• [EXERCISE INSTRUCTIONS]
In the data below, find every line that has the string "Result", and copy it.

____________

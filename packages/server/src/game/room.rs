//! Mutable state of one game room.

use std::collections::VecDeque;

use serde_json::Value;
use tokio::time::Instant;
use undertow_shared::{RoomId, UserId};
use undertow_shared::protocol::{GameSnapshot, GameType, RoomStatus};

use super::rules::{Board, Mark};

/// Cap on the in-room chat history kept for late joiners.
pub const MAX_ROOM_MESSAGES: usize = 100;

#[derive(Debug, Clone, PartialEq, Eq)]
pub struct RoomChatMessage {
    pub user_id: UserId,
    pub text: String,
    pub sent_at: i64,
}

pub struct GameRoomState {
    pub room_id: u64,
    pub game: GameType,
    pub board: Board,
    pub status: RoomStatus,
    pub creator: UserId,
    pub opponent: Option<UserId>,
    pub current_turn: Option<UserId>,
    pub winner: Option<UserId>,
    pub is_draw: bool,
    pub move_history: Vec<Value>,
    messages: VecDeque<RoomChatMessage>,
    pub created_at: Instant,
    /// Set when the room turns terminal; drives eviction.
    pub finished_at: Option<Instant>,
}

impl GameRoomState {
    pub fn new(room_id: u64, game: GameType, creator: UserId) -> Self {
        Self {
            room_id,
            game,
            board: Board::new(game),
            status: RoomStatus::Pending,
            creator,
            opponent: None,
            current_turn: None,
            winner: None,
            is_draw: false,
            move_history: Vec::new(),
            messages: VecDeque::new(),
            created_at: Instant::now(),
            finished_at: None,
        }
    }

    pub fn is_participant(&self, user_id: UserId) -> bool {
        self.creator == user_id || self.opponent == Some(user_id)
    }

    /// The creator always plays `X` and moves first.
    pub fn mark_of(&self, user_id: UserId) -> Option<Mark> {
        if self.creator == user_id {
            Some(Mark::X)
        } else if self.opponent == Some(user_id) {
            Some(Mark::O)
        } else {
            None
        }
    }

    pub fn user_of(&self, mark: Mark) -> Option<UserId> {
        match mark {
            Mark::X => Some(self.creator),
            Mark::O => self.opponent,
        }
    }

    pub fn other_participant(&self, user_id: UserId) -> Option<UserId> {
        if self.creator == user_id {
            self.opponent
        } else if self.opponent == Some(user_id) {
            Some(self.creator)
        } else {
            None
        }
    }

    /// Appends a room chat message, evicting the oldest past the cap.
    pub fn push_message(&mut self, message: RoomChatMessage) {
        if self.messages.len() >= MAX_ROOM_MESSAGES {
            self.messages.pop_front();
        }
        self.messages.push_back(message);
    }

    pub fn recent_messages(&self) -> impl Iterator<Item = &RoomChatMessage> {
        self.messages.iter()
    }

    pub fn snapshot(&self) -> GameSnapshot {
        GameSnapshot {
            room: RoomId::Game(self.room_id),
            game: self.game,
            status: self.status,
            creator: self.creator,
            opponent: self.opponent,
            current_turn: self.current_turn,
            winner: self.winner,
            is_draw: self.is_draw,
            board: self.board.to_json(),
        }
    }
}
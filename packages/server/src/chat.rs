//! Conversation messaging over per-user delivery channels.
//!
//! Every connection registers under its user's delivery channel, so a
//! conversation broadcast is "resolve the member list, deliver to each
//! member's channel". All devices of all members get the frame, the
//! sender's other devices included; no connection ever gets it twice.
//!
//! Outbound chat events take the long way around: published to the
//! notifier, received back by this process's subscription, then fanned
//! out. That keeps delivery identical whether the recipients sit on
//! this process or a sibling. Only a failed publish falls back to
//! direct local delivery.

use std::collections::HashMap;
use std::sync::Arc;
use std::time::Duration;

use async_trait::async_trait;
use tokio::sync::Mutex;
use tokio::time::Instant;
use undertow_shared::{ServerFrame, UserId};
use undertow_shared::protocol::PresenceStatus;

use crate::connection::ConnectionHandle;
use crate::error::{ChatError, CollabError};
use crate::hub::Hub;
use crate::notifier::Notifier;

/// How long a typing indicator stays lit client-side.
pub const TYPING_EXPIRES_MS: u64 = 5_000;

const MEMBERSHIP_CACHE_TTL: Duration = Duration::from_secs(30);

pub fn user_channel(user_id: UserId) -> String {
    format!("user:{}", user_id.0)
}

fn conversation_channel(conversation_id: u64) -> String {
    format!("chat:conv:{conversation_id}")
}

fn typing_channel(conversation_id: u64) -> String {
    format!("typing:conv:{conversation_id}")
}

/// Who belongs to a conversation. Owned by the host application; the
/// core only asks.
#[cfg_attr(test, mockall::automock)]
#[async_trait]
pub trait MembershipProvider: Send + Sync {
    async fn conversation_members(&self, conversation_id: u64)
    -> Result<Vec<UserId>, CollabError>;
}

pub struct ChatHub {
    hub: Arc<Hub>,
    membership: Arc<dyn MembershipProvider>,
    notifier: Arc<Notifier>,
    member_cache: Mutex<HashMap<u64, (Vec<UserId>, Instant)>>,
}

impl ChatHub {
    pub fn new(
        hub: Arc<Hub>,
        membership: Arc<dyn MembershipProvider>,
        notifier: Arc<Notifier>,
    ) -> Self {
        Self {
            hub,
            membership,
            notifier,
            member_cache: Mutex::new(HashMap::new()),
        }
    }

    /// Registers a connection under its user's delivery channel.
    /// Teardown goes through [`Hub::remove_connection`].
    pub fn register(&self, handle: ConnectionHandle) {
        self.hub.join(&user_channel(handle.user_id), handle);
    }

    /// Relays a chat message to every member of the conversation.
    /// Rejected before publication when the sender is not a member.
    pub async fn send_message(
        &self,
        sender: UserId,
        conversation_id: u64,
        content: String,
    ) -> Result<(), ChatError> {
        self.ensure_member(conversation_id, sender).await?;
        let frame = ServerFrame::Message {
            conversation_id,
            user_id: sender,
            content,
            sent_at: chrono::Utc::now().timestamp_millis(),
        };
        self.publish_or_deliver(&conversation_channel(conversation_id), conversation_id, frame)
            .await;
        Ok(())
    }

    /// Ephemeral typing indicator; broadcast like a message, never
    /// stored.
    pub async fn typing(
        &self,
        sender: UserId,
        conversation_id: u64,
        is_typing: bool,
    ) -> Result<(), ChatError> {
        self.ensure_member(conversation_id, sender).await?;
        let frame = ServerFrame::Typing {
            conversation_id,
            user_id: sender,
            is_typing,
            expires_in_ms: TYPING_EXPIRES_MS,
        };
        self.publish_or_deliver(&typing_channel(conversation_id), conversation_id, frame)
            .await;
        Ok(())
    }

    /// Ephemeral read receipt.
    pub async fn read(&self, sender: UserId, conversation_id: u64) -> Result<(), ChatError> {
        self.ensure_member(conversation_id, sender).await?;
        let frame = ServerFrame::Read {
            conversation_id,
            user_id: sender,
        };
        self.publish_or_deliver(&typing_channel(conversation_id), conversation_id, frame)
            .await;
        Ok(())
    }

    /// Handles a bus event on `chat:conv:*` or `typing:conv:*`.
    pub async fn handle_event(&self, channel: &str, payload: &str) {
        let conversation_id = match channel
            .strip_prefix("chat:conv:")
            .or_else(|| channel.strip_prefix("typing:conv:"))
            .and_then(|id| id.parse::<u64>().ok())
        {
            Some(id) => id,
            None => {
                tracing::warn!(%channel, "unroutable chat event");
                return;
            }
        };
        let frame: ServerFrame = match serde_json::from_str(payload) {
            Ok(frame) => frame,
            Err(err) => {
                tracing::warn!(%channel, %err, "discarding undecodable chat event");
                return;
            }
        };
        self.fan_out(conversation_id, &frame).await;
    }

    /// Delivers a frame to every connection of every conversation
    /// member on this process.
    async fn fan_out(&self, conversation_id: u64, frame: &ServerFrame) {
        let members = match self.members(conversation_id).await {
            Ok(members) => members,
            Err(err) => {
                tracing::warn!(conversation_id, %err, "membership lookup failed, dropping event");
                return;
            }
        };
        for member in members {
            self.hub.broadcast(&user_channel(member), frame, None);
        }
    }

    async fn publish_or_deliver(&self, channel: &str, conversation_id: u64, frame: ServerFrame) {
        let payload = match serde_json::to_string(&frame) {
            Ok(payload) => payload,
            Err(err) => {
                tracing::error!(%channel, %err, "unserializable frame");
                return;
            }
        };
        if let Err(err) = self.notifier.publish(channel, &payload).await {
            // Degraded mode: sibling processes miss the event, local
            // recipients still get it.
            tracing::warn!(%channel, %err, "publish failed, delivering locally");
            self.fan_out(conversation_id, &frame).await;
        }
    }

    /// Pushes a frame to every connection of one user on this process.
    pub fn push_to_user(&self, user_id: UserId, frame: &ServerFrame) -> usize {
        self.hub.broadcast(&user_channel(user_id), frame, None)
    }

    /// Presence transition fan-out to everyone connected here.
    pub fn broadcast_user_status(&self, user_id: UserId, status: PresenceStatus) {
        let frame = ServerFrame::UserStatus { user_id, status };
        for handle in self.hub.all_connections() {
            handle.send(frame.clone());
        }
    }

    async fn ensure_member(&self, conversation_id: u64, user_id: UserId) -> Result<(), ChatError> {
        if self.members(conversation_id).await?.contains(&user_id) {
            Ok(())
        } else {
            Err(ChatError::NotMember(conversation_id))
        }
    }

    async fn members(&self, conversation_id: u64) -> Result<Vec<UserId>, CollabError> {
        {
            let cache = self.member_cache.lock().await;
            if let Some((members, fetched_at)) = cache.get(&conversation_id) {
                if fetched_at.elapsed() < MEMBERSHIP_CACHE_TTL {
                    return Ok(members.clone());
                }
            }
        }
        let members = self
            .membership
            .conversation_members(conversation_id)
            .await?;
        let mut cache = self.member_cache.lock().await;
        cache.insert(conversation_id, (members.clone(), Instant::now()));
        Ok(members)
    }
}

#[cfg(test)]
mod tests {
    use super::*;
    use crate::notifier::EventHandler;
    use tokio::sync::{mpsc, watch};

    fn wired_chat(membership: MockMembershipProvider) -> (Arc<ChatHub>, watch::Sender<bool>) {
        let notifier = Notifier::local();
        let chat = Arc::new(ChatHub::new(
            Arc::new(Hub::new()),
            Arc::new(membership),
            Arc::clone(&notifier),
        ));
        let (shutdown_tx, shutdown_rx) = watch::channel(false);
        let fanout = Arc::clone(&chat);
        let handler: EventHandler = Arc::new(move |channel, payload| {
            let chat = Arc::clone(&fanout);
            Box::pin(async move {
                chat.handle_event(&channel, &payload).await;
            })
        });
        let _ = notifier.subscribe(
            vec!["chat:conv:*".into(), "typing:conv:*".into()],
            handler,
            shutdown_rx,
        );
        (chat, shutdown_tx)
    }

    fn connect(chat: &ChatHub, user: u64) -> (ConnectionHandle, mpsc::Receiver<ServerFrame>) {
        let (handle, rx) = ConnectionHandle::new(UserId(user), 16);
        chat.register(handle.clone());
        (handle, rx)
    }

    #[tokio::test]
    async fn message_reaches_every_device_of_every_member_once() {
        let mut membership = MockMembershipProvider::new();
        membership
            .expect_conversation_members()
            .returning(|_| Ok(vec![UserId(1), UserId(2)]));
        let (chat, _shutdown) = wired_chat(membership);

        let (_v1, mut v1_rx) = connect(&chat, 1);
        let (_v2, mut v2_rx) = connect(&chat, 1);
        let (_w, mut w_rx) = connect(&chat, 2);
        tokio::task::yield_now().await;

        chat.send_message(UserId(1), 5, "hello".into()).await.unwrap();

        for rx in [&mut v1_rx, &mut v2_rx, &mut w_rx] {
            match rx.recv().await.unwrap() {
                ServerFrame::Message {
                    conversation_id,
                    user_id,
                    content,
                    ..
                } => {
                    assert_eq!(conversation_id, 5);
                    assert_eq!(user_id, UserId(1));
                    assert_eq!(content, "hello");
                }
                other => panic!("unexpected frame: {other:?}"),
            }
            assert!(rx.try_recv().is_err());
        }
    }

    #[tokio::test]
    async fn non_member_send_is_rejected_and_not_delivered() {
        let mut membership = MockMembershipProvider::new();
        membership
            .expect_conversation_members()
            .returning(|_| Ok(vec![UserId(1)]));
        let (chat, _shutdown) = wired_chat(membership);

        let (_member, mut member_rx) = connect(&chat, 1);
        tokio::task::yield_now().await;

        let err = chat
            .send_message(UserId(9), 5, "sneak".into())
            .await
            .unwrap_err();
        assert!(matches!(err, ChatError::NotMember(5)));

        tokio::task::yield_now().await;
        assert!(member_rx.try_recv().is_err());
    }

    #[tokio::test]
    async fn typing_carries_expiry_and_is_not_persisted_anywhere() {
        let mut membership = MockMembershipProvider::new();
        membership
            .expect_conversation_members()
            .returning(|_| Ok(vec![UserId(1), UserId(2)]));
        let (chat, _shutdown) = wired_chat(membership);

        let (_w, mut w_rx) = connect(&chat, 2);
        tokio::task::yield_now().await;

        chat.typing(UserId(1), 8, true).await.unwrap();
        match w_rx.recv().await.unwrap() {
            ServerFrame::Typing {
                user_id,
                is_typing,
                expires_in_ms,
                ..
            } => {
                assert_eq!(user_id, UserId(1));
                assert!(is_typing);
                assert_eq!(expires_in_ms, TYPING_EXPIRES_MS);
            }
            other => panic!("unexpected frame: {other:?}"),
        }
    }

    #[tokio::test]
    async fn membership_lookups_are_cached() {
        let mut membership = MockMembershipProvider::new();
        membership
            .expect_conversation_members()
            .times(1)
            .returning(|_| Ok(vec![UserId(1), UserId(2)]));
        let (chat, _shutdown) = wired_chat(membership);

        let (_w, mut w_rx) = connect(&chat, 2);
        tokio::task::yield_now().await;

        chat.send_message(UserId(1), 3, "a".into()).await.unwrap();
        w_rx.recv().await.unwrap();
        chat.send_message(UserId(1), 3, "b".into()).await.unwrap();
        w_rx.recv().await.unwrap();
    }

    #[tokio::test]
    async fn user_status_reaches_all_connections() {
        let membership = MockMembershipProvider::new();
        let (chat, _shutdown) = wired_chat(membership);

        let (_a, mut a_rx) = connect(&chat, 1);
        let (_b, mut b_rx) = connect(&chat, 2);

        chat.broadcast_user_status(UserId(7), PresenceStatus::Offline);
        for rx in [&mut a_rx, &mut b_rx] {
            assert_eq!(
                rx.recv().await.unwrap(),
                ServerFrame::UserStatus {
                    user_id: UserId(7),
                    status: PresenceStatus::Offline,
                }
            );
        }
    }
}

____________

• [ANSWER AREA]
    -> Result<Vec<UserId>, CollabError>;
    ) -> Result<(), ChatError> {
    ) -> Result<(), ChatError> {
    pub async fn read(&self, sender: UserId, conversation_id: u64) -> Result<(), ChatError> {
    async fn ensure_member(&self, conversation_id: u64, user_id: UserId) -> Result<(), ChatError> {
    async fn members(&self, conversation_id: u64) -> Result<Vec<UserId>, CollabError> {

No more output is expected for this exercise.